Sora can generate 60-second videos based on text instructions, capable of creating complex scenes with multiple characters, specific types of movements, and precise details of themes and backgrounds. It can also create multiple shots within a single generated video, accurately retaining characters and visual styles.
OpenAI is teaching AI to understand and simulate the physical world of motion, aiming to train models to “help people solve problems that require real-world interaction.” However, Sora sometimes confuses left and right in spatial details and struggles to understand specific instances of cause and effect.

After the successful development of the popular chatbot ChatGPT, OpenAI continues to innovate in generative AI. On February 16th, OpenAI introduced a new AI model, Sora, which generates “realistic” and “imaginative” 60-second videos based on quick text prompts.
OpenAI states that Sora can generate videos up to 60 seconds long while maintaining visual quality and adhering to user prompts. Sora can create complex scenes with multiple characters, specific types of movements, and precise details of themes and backgrounds. The model deeply understands language, accurately grasping prompts to generate convincing characters. Sora can also create multiple shots within a single generated video, accurately preserving characters and visual styles.

“This model not only understands what users are asking for in the prompts but also understands how these things exist in the real world.” OpenAI is teaching artificial intelligence to understand and simulate the physical world of motion, aiming to train models to “help people solve problems that require real-world interaction.”
In addition to generating videos solely from text prompts, the model can also animate existing static images, accurately animating the content, or extend and fill in missing frames from existing videos.

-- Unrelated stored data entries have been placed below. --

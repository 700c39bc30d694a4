//! XSD complex type definitions
//!
//! The content of a complex type is empty, simple (a simple type for the
//! character data) or a model group, optionally mixed with character data.
//! The model group is compiled to a [`ContentModel`] once all components
//! of the schema are known.

use indexmap::IndexMap;

use crate::namespaces::QName;

use super::attributes::AttributeUse;
use super::base::{DerivationMethod, DerivationSet, TypeId};
use super::groups::{Compositor, ModelGroup};
use super::models::ContentModel;
use super::particles::{Occurs, Particle, Term};
use super::wildcards::{ProcessContents, Wildcard};

/// Content type of a complex type
#[derive(Debug, Clone, PartialEq)]
pub enum ContentType {
    /// No character data and no children
    Empty,
    /// Character data of a simple type, no children
    Simple(TypeId),
    /// Children only; whitespace between them is ignored
    ElementOnly(ModelGroup),
    /// Children interleaved with character data
    Mixed(ModelGroup),
}

impl ContentType {
    /// The model group of element-only and mixed content
    pub fn model_group(&self) -> Option<&ModelGroup> {
        match self {
            ContentType::ElementOnly(g) | ContentType::Mixed(g) => Some(g),
            _ => None,
        }
    }

    /// Whether character data is allowed between children
    pub fn is_mixed(&self) -> bool {
        matches!(self, ContentType::Mixed(_))
    }

    /// Short name for messages
    pub fn kind_name(&self) -> &'static str {
        match self {
            ContentType::Empty => "empty",
            ContentType::Simple(_) => "simple",
            ContentType::ElementOnly(_) => "element-only",
            ContentType::Mixed(_) => "mixed",
        }
    }
}

/// A complex type definition
#[derive(Debug, Clone, PartialEq)]
pub struct ComplexTypeDef {
    /// Name, absent for anonymous types
    pub name: Option<QName>,
    /// Base type; anyType is its own base
    pub base: TypeId,
    /// How the type was derived from its base
    pub derivation: DerivationMethod,
    /// Content type
    pub content: ContentType,
    /// Attribute uses keyed by attribute name
    pub attributes: IndexMap<QName, AttributeUse>,
    /// Attribute wildcard
    pub attribute_wildcard: Option<Wildcard>,
    /// Abstract types cannot be used directly in instances
    pub is_abstract: bool,
    /// Derivations that cannot be substituted via `xsi:type`
    pub block: DerivationSet,
    /// Derivations disallowed for types derived from this one
    pub final_: DerivationSet,
    /// Compiled content model, present for element-only and mixed content
    pub model: Option<ContentModel>,
}

impl ComplexTypeDef {
    /// The `xs:anyType` definition: mixed content admitting anything laxly
    pub fn any_type(id: TypeId) -> Self {
        let any = Particle::new(
            Term::Wildcard(Wildcard::any(ProcessContents::Lax)),
            Occurs::zero_or_more(),
        );
        Self {
            name: Some(QName::xsd("anyType")),
            base: id,
            derivation: DerivationMethod::Restriction,
            content: ContentType::Mixed(ModelGroup::new(Compositor::Sequence, vec![any])),
            attributes: IndexMap::new(),
            attribute_wildcard: Some(Wildcard::any(ProcessContents::Lax)),
            is_abstract: false,
            block: DerivationSet::default(),
            final_: DerivationSet::default(),
            model: None,
        }
    }

    /// An anonymous type with empty content deriving from `base`
    pub fn empty(base: TypeId) -> Self {
        Self {
            name: None,
            base,
            derivation: DerivationMethod::Restriction,
            content: ContentType::Empty,
            attributes: IndexMap::new(),
            attribute_wildcard: None,
            is_abstract: false,
            block: DerivationSet::default(),
            final_: DerivationSet::default(),
            model: None,
        }
    }

    /// Name for messages
    pub fn display_name(&self) -> String {
        match &self.name {
            Some(name) => name.to_string(),
            None => "anonymous complex type".to_string(),
        }
    }

    /// Required attribute names
    pub fn required_attributes(&self) -> impl Iterator<Item = &QName> {
        self.attributes
            .iter()
            .filter(|(_, u)| u.is_required())
            .map(|(name, _)| name)
    }
}

#[cfg(test)]
mod tests {
    use super::*;

    #[test]
    fn test_any_type_shape() {
        let any = ComplexTypeDef::any_type(TypeId::new(0));
        assert!(any.content.is_mixed());
        let group = any.content.model_group().unwrap();
        assert_eq!(group.particles.len(), 1);
        assert_eq!(group.particles[0].occurs, Occurs::zero_or_more());
        assert_eq!(
            any.attribute_wildcard.as_ref().map(|w| w.process_contents),
            Some(ProcessContents::Lax)
        );
        assert_eq!(any.base, TypeId::new(0));
    }

    #[test]
    fn test_empty_type() {
        let ty = ComplexTypeDef::empty(TypeId::new(0));
        assert_eq!(ty.content.kind_name(), "empty");
        assert_eq!(ty.required_attributes().count(), 0);
        assert_eq!(ty.display_name(), "anonymous complex type");
    }
}
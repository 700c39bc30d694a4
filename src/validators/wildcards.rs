//! XSD wildcards
//!
//! `xs:any` and `xs:anyAttribute` share one [`Wildcard`] component: a
//! namespace constraint, an optional list of excluded names and the
//! processContents mode that tells the validator how deep to look at
//! matched items.

use std::collections::BTreeSet;
use std::fmt;

use crate::error::{Error, Result};
use crate::namespaces::QName;

/// Process contents mode for wildcards
#[derive(Debug, Clone, Copy, PartialEq, Eq, Default, PartialOrd, Ord)]
pub enum ProcessContents {
    /// Skip validation entirely
    Skip,
    /// Validate if a declaration is found, otherwise accept
    Lax,
    /// Validate strictly; the item must be declared
    #[default]
    Strict,
}

impl ProcessContents {
    /// Parse a processContents value
    pub fn from_str(s: &str) -> Result<Self> {
        match s.trim() {
            "strict" => Ok(Self::Strict),
            "lax" => Ok(Self::Lax),
            "skip" => Ok(Self::Skip),
            other => Err(Error::Value(format!(
                "invalid processContents value '{}'",
                other
            ))),
        }
    }

    /// Whether this mode is at least as strong as `other`
    pub fn is_restriction_of(&self, other: &Self) -> bool {
        self >= other
    }
}

impl fmt::Display for ProcessContents {
    fn fmt(&self, f: &mut fmt::Formatter<'_>) -> fmt::Result {
        match self {
            Self::Strict => write!(f, "strict"),
            Self::Lax => write!(f, "lax"),
            Self::Skip => write!(f, "skip"),
        }
    }
}

/// Namespace constraint of a wildcard
///
/// `None` stands for "no namespace" (`##local`).
#[derive(Debug, Clone, PartialEq, Eq, Default)]
pub enum NamespaceConstraint {
    /// `##any`
    #[default]
    Any,
    /// An explicit set of namespaces
    Enumeration(BTreeSet<Option<String>>),
    /// Every namespace except the listed ones (`##other`, `notNamespace`)
    Not(BTreeSet<Option<String>>),
}

fn parse_namespace_tokens(
    value: &str,
    target_namespace: Option<&str>,
) -> Result<BTreeSet<Option<String>>> {
    let mut set = BTreeSet::new();
    for token in value.split_whitespace() {
        match token {
            "##local" => {
                set.insert(None);
            }
            "##targetNamespace" => {
                set.insert(target_namespace.map(String::from));
            }
            s if s.starts_with("##") => {
                return Err(Error::Value(format!(
                    "wrong value '{}' in wildcard namespace list",
                    s
                )))
            }
            s => {
                set.insert(Some(s.to_string()));
            }
        }
    }
    Ok(set)
}

impl NamespaceConstraint {
    /// Build from the `namespace` attribute value
    pub fn from_namespace_attr(value: &str, target_namespace: Option<&str>) -> Result<Self> {
        match value.trim() {
            "##any" => Ok(Self::Any),
            "##other" => {
                let mut excluded = BTreeSet::new();
                excluded.insert(None);
                excluded.insert(target_namespace.map(String::from));
                Ok(Self::Not(excluded))
            }
            other => Ok(Self::Enumeration(parse_namespace_tokens(
                other,
                target_namespace,
            )?)),
        }
    }

    /// Build from the XSD 1.1 `notNamespace` attribute value
    pub fn from_not_namespace_attr(value: &str, target_namespace: Option<&str>) -> Result<Self> {
        Ok(Self::Not(parse_namespace_tokens(value, target_namespace)?))
    }

    /// Whether a namespace is admitted
    pub fn allows(&self, namespace: Option<&str>) -> bool {
        let key = namespace.map(String::from);
        match self {
            Self::Any => true,
            Self::Enumeration(set) => set.contains(&key),
            Self::Not(set) => !set.contains(&key),
        }
    }

    /// Whether a namespace mentioned nowhere in the constraint is admitted
    pub fn allows_unlisted(&self) -> bool {
        !matches!(self, Self::Enumeration(_))
    }

    /// Namespaces named explicitly by the constraint
    pub fn listed(&self) -> impl Iterator<Item = &Option<String>> {
        let set = match self {
            Self::Any => None,
            Self::Enumeration(set) | Self::Not(set) => Some(set),
        };
        set.into_iter().flatten()
    }

    /// Whether every namespace allowed here is allowed by `other`
    pub fn is_subset_of(&self, other: &Self) -> bool {
        match (self, other) {
            (_, Self::Any) => true,
            (Self::Any, _) => false,
            (Self::Enumeration(a), Self::Enumeration(b)) => a.is_subset(b),
            (Self::Enumeration(a), Self::Not(b)) => a.is_disjoint(b),
            (Self::Not(_), Self::Enumeration(_)) => false,
            (Self::Not(a), Self::Not(b)) => b.is_subset(a),
        }
    }

    /// Union, used when extending an attribute wildcard
    pub fn union(&self, other: &Self) -> Self {
        match (self, other) {
            (Self::Any, _) | (_, Self::Any) => Self::Any,
            (Self::Enumeration(a), Self::Enumeration(b)) => {
                Self::Enumeration(a.union(b).cloned().collect())
            }
            (Self::Not(a), Self::Not(b)) => {
                let common: BTreeSet<_> = a.intersection(b).cloned().collect();
                if common.is_empty() {
                    Self::Any
                } else {
                    Self::Not(common)
                }
            }
            (Self::Enumeration(e), Self::Not(n)) | (Self::Not(n), Self::Enumeration(e)) => {
                let remaining: BTreeSet<_> = n.difference(e).cloned().collect();
                if remaining.is_empty() {
                    Self::Any
                } else {
                    Self::Not(remaining)
                }
            }
        }
    }

    /// Intersection, used when combining attribute group wildcards
    pub fn intersection(&self, other: &Self) -> Self {
        match (self, other) {
            (Self::Any, x) | (x, Self::Any) => x.clone(),
            (Self::Enumeration(a), Self::Enumeration(b)) => {
                Self::Enumeration(a.intersection(b).cloned().collect())
            }
            (Self::Not(a), Self::Not(b)) => Self::Not(a.union(b).cloned().collect()),
            (Self::Enumeration(e), Self::Not(n)) | (Self::Not(n), Self::Enumeration(e)) => {
                Self::Enumeration(e.difference(n).cloned().collect())
            }
        }
    }
}

impl fmt::Display for NamespaceConstraint {
    fn fmt(&self, f: &mut fmt::Formatter<'_>) -> fmt::Result {
        let list = |set: &BTreeSet<Option<String>>| {
            set.iter()
                .map(|ns| ns.as_deref().unwrap_or("##local").to_string())
                .collect::<Vec<_>>()
                .join(" ")
        };
        match self {
            Self::Any => write!(f, "##any"),
            Self::Enumeration(set) => write!(f, "{}", list(set)),
            Self::Not(set) => write!(f, "not({})", list(set)),
        }
    }
}

/// Element or attribute wildcard
#[derive(Debug, Clone, PartialEq, Eq, Default)]
pub struct Wildcard {
    /// Namespace constraint
    pub namespaces: NamespaceConstraint,
    /// Names excluded even when their namespace is admitted (XSD 1.1)
    pub not_qnames: Vec<QName>,
    /// How matched items are validated
    pub process_contents: ProcessContents,
}

impl Wildcard {
    /// Wildcard matching anything, with the given processing mode
    pub fn any(process_contents: ProcessContents) -> Self {
        Self {
            namespaces: NamespaceConstraint::Any,
            not_qnames: Vec::new(),
            process_contents,
        }
    }

    /// Whether a qualified name is matched
    pub fn matches(&self, name: &QName) -> bool {
        self.namespaces.allows(name.namespace()) && !self.not_qnames.contains(name)
    }

    /// Whether any name in the namespace can be matched
    pub fn matches_namespace(&self, namespace: Option<&str>) -> bool {
        self.namespaces.allows(namespace)
    }

    /// Whether names from a namespace not listed anywhere are matched
    pub fn matches_unlisted(&self) -> bool {
        self.namespaces.allows_unlisted()
    }

    /// Whether this wildcard is a valid restriction of `base`
    pub fn is_restriction_of(&self, base: &Wildcard) -> bool {
        self.namespaces.is_subset_of(&base.namespaces)
            && self.process_contents.is_restriction_of(&base.process_contents)
            && base.not_qnames.iter().all(|q| !self.matches(q))
    }
}

impl fmt::Display for Wildcard {
    fn fmt(&self, f: &mut fmt::Formatter<'_>) -> fmt::Result {
        write!(f, "any({}, {})", self.namespaces, self.process_contents)
    }
}

#[cfg(test)]
mod tests {
    use super::*;

    const TNS: Option<&str> = Some("http://example.com/tns");

    #[test]
    fn test_process_contents_restriction() {
        assert!(ProcessContents::Strict.is_restriction_of(&ProcessContents::Lax));
        assert!(ProcessContents::Lax.is_restriction_of(&ProcessContents::Skip));
        assert!(!ProcessContents::Skip.is_restriction_of(&ProcessContents::Strict));
        assert!(ProcessContents::from_str("sloppy").is_err());
    }

    #[test]
    fn test_other_excludes_target_and_local() {
        let c = NamespaceConstraint::from_namespace_attr("##other", TNS).unwrap();
        assert!(!c.allows(TNS));
        assert!(!c.allows(None));
        assert!(c.allows(Some("urn:elsewhere")));
        assert!(c.allows_unlisted());
    }

    #[test]
    fn test_enumeration() {
        let c = NamespaceConstraint::from_namespace_attr("##targetNamespace ##local urn:x", TNS)
            .unwrap();
        assert!(c.allows(TNS));
        assert!(c.allows(None));
        assert!(c.allows(Some("urn:x")));
        assert!(!c.allows(Some("urn:y")));
        assert!(!c.allows_unlisted());
        assert_eq!(c.listed().count(), 3);
        assert!(NamespaceConstraint::from_namespace_attr("##bogus", TNS).is_err());
    }

    #[test]
    fn test_subset() {
        let any = NamespaceConstraint::Any;
        let other = NamespaceConstraint::from_namespace_attr("##other", TNS).unwrap();
        let x = NamespaceConstraint::from_namespace_attr("urn:x", TNS).unwrap();
        assert!(x.is_subset_of(&other));
        assert!(other.is_subset_of(&any));
        assert!(!any.is_subset_of(&other));
        assert!(!other.is_subset_of(&x));
    }

    #[test]
    fn test_union_and_intersection() {
        let x = NamespaceConstraint::from_namespace_attr("urn:x", TNS).unwrap();
        let y = NamespaceConstraint::from_namespace_attr("urn:y", TNS).unwrap();
        let both = x.union(&y);
        assert!(both.allows(Some("urn:x")) && both.allows(Some("urn:y")));
        assert!(x.intersection(&y) == NamespaceConstraint::Enumeration(BTreeSet::new()));
        assert_eq!(x.intersection(&NamespaceConstraint::Any), x);
    }

    #[test]
    fn test_not_qname() {
        let mut w = Wildcard::any(ProcessContents::Lax);
        w.not_qnames.push(QName::namespaced("urn:x", "secret"));
        assert!(w.matches(&QName::namespaced("urn:x", "open")));
        assert!(!w.matches(&QName::namespaced("urn:x", "secret")));
    }
}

However, Sora is still in development and has apparent “weaknesses,” particularly in spatial details where it confuses left and right, and it struggles to understand specific instances of cause and effect. For example, it might create a video where someone takes a bite of a cookie, but there are no bite marks on the cookie afterward.

In videos generated by Sora, animals or people may appear out of nowhere, particularly in scenes containing numerous entities. Additionally, Sora struggles to accurately describe events that occur over time, such as tracking specific camera trajectories.

Videos generated by Sora: A regular plastic chair is discovered in the desert, with people carefully digging and brushing off sand. In this example, Sora did not model the chair as a rigid object, resulting in inaccurate physical interactions.
In terms of model safety considerations, OpenAI plans to collaborate with an expert team to test the latest models, closely monitoring for errors, hate speech, and bias, among other factors. OpenAI also states that it is developing tools to detect misleading information, such as classifiers that can determine when a video was generated by Sora. Its text classifier can review and reject text input prompts that violate usage policies, such as extreme violence, sexual content, hate imagery, celebrity portraits, etc. “We have also developed robust image classifiers to review each frame of every generated video to help ensure that it complies with our usage policies before being displayed to users.”
OpenAI states that Sora will initially be provided to cybersecurity professors to assess the product’s harm or risks. Some visual artists, designers, and filmmakers will also gain access to Sora to collect feedback on how creative professionals use it.

Reece Hayden, Senior Analyst at market research firm ABI Research, stated that while multimodal large models are not new, and models for text-to-video generation already exist, OpenAI’s claim that Sora stands out due to its length and accuracy. Hayden believes that such AI models could have a significant impact on the digital entertainment market, with new personalized content being disseminated across various channels. “A clear use case is television, creating short scenes to support storytelling.”